→ LISTED ENTRIES
________________
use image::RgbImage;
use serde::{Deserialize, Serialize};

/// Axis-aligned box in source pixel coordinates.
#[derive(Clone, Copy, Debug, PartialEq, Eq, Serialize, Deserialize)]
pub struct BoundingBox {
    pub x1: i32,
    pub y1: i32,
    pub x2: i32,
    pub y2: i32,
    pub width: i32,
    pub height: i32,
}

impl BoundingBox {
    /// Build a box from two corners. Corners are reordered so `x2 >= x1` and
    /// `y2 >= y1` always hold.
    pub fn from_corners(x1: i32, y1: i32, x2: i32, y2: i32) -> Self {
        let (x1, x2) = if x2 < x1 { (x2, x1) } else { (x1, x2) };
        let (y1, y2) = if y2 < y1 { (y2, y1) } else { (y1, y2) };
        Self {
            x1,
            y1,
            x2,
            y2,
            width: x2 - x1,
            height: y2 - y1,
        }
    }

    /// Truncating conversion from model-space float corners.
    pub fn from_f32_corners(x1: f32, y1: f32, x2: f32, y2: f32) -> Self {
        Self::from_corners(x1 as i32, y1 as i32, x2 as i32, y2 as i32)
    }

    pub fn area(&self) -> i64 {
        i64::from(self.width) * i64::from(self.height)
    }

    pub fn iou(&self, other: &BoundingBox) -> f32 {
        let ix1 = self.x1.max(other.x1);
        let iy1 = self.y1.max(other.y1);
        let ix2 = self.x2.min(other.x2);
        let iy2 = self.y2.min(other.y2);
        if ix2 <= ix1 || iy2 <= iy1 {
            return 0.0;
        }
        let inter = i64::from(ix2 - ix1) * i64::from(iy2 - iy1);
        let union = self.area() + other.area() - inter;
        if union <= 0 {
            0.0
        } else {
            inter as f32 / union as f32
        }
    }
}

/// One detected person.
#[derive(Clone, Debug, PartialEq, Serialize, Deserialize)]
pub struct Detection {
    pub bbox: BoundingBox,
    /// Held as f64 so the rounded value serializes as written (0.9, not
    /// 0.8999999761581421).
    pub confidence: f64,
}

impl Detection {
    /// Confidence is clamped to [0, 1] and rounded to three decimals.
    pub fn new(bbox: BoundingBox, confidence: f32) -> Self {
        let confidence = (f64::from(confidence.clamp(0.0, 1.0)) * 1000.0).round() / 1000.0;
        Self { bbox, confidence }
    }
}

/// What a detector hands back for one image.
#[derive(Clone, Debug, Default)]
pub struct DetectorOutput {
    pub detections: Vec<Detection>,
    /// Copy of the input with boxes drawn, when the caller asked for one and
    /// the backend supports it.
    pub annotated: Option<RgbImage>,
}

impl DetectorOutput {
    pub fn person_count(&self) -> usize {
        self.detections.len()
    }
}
________________
→ WORK TO COMPLETE
What's wanted is a faithful copy of each entry above.

→ WRITTEN REPLY
use image::RgbImage;
use serde::{Deserialize, Serialize};

/// Axis-aligned box in source pixel coordinates.
#[derive(Clone, Copy, Debug, PartialEq, Eq, Serialize, Deserialize)]
pub struct BoundingBox {
    pub x1: i32,
    pub y1: i32,
    pub x2: i32,
    pub y2: i32,
    pub width: i32,
    pub height: i32,
}

impl BoundingBox {
    /// Build a box from two corners. Corners are reordered so `x2 >= x1` and
    /// `y2 >= y1` always hold.
    pub fn from_corners(x1: i32, y1: i32, x2: i32, y2: i32) -> Self {
        let (x1, x2) = if x2 < x1 { (x2, x1) } else { (x1, x2) };
        let (y1, y2) = if y2 < y1 { (y2, y1) } else { (y1, y2) };
        Self {
            x1,
            y1,
            x2,
            y2,
            width: x2 - x1,
            height: y2 - y1,
        }
    }

    /// Truncating conversion from model-space float corners.
    pub fn from_f32_corners(x1: f32, y1: f32, x2: f32, y2: f32) -> Self {
        Self::from_corners(x1 as i32, y1 as i32, x2 as i32, y2 as i32)
    }

    pub fn area(&self) -> i64 {
        i64::from(self.width) * i64::from(self.height)
    }

    pub fn iou(&self, other: &BoundingBox) -> f32 {
        let ix1 = self.x1.max(other.x1);
        let iy1 = self.y1.max(other.y1);
        let ix2 = self.x2.min(other.x2);
        let iy2 = self.y2.min(other.y2);
        if ix2 <= ix1 || iy2 <= iy1 {
            return 0.0;
        }
        let inter = i64::from(ix2 - ix1) * i64::from(iy2 - iy1);
        let union = self.area() + other.area() - inter;
        if union <= 0 {
            0.0
        } else {
            inter as f32 / union as f32
        }
    }
}

/// One detected person.
#[derive(Clone, Debug, PartialEq, Serialize, Deserialize)]
pub struct Detection {
    pub bbox: BoundingBox,
    /// Held as f64 so the rounded value serializes as written (0.9, not
    /// 0.8999999761581421).
    pub confidence: f64,
}

impl Detection {
    /// Confidence is clamped to [0, 1] and rounded to three decimals.
    pub fn new(bbox: BoundingBox, confidence: f32) -> Self {
        let confidence = (f64::from(confidence.clamp(0.0, 1.0)) * 1000.0).round() / 1000.0;
        Self { bbox, confidence }
    }
}

/// What a detector hands back for one image.
#[derive(Clone, Debug, Default)]
pub struct DetectorOutput {
    pub detections: Vec<Detection>,
    /// Copy of the input with boxes drawn, when the caller asked for one and
    /// the backend supports it.
    pub annotated: Option<RgbImage>,
}

impl DetectorOutput {
    pub fn person_count(&self) -> usize {
        self.detections.len()
    }
}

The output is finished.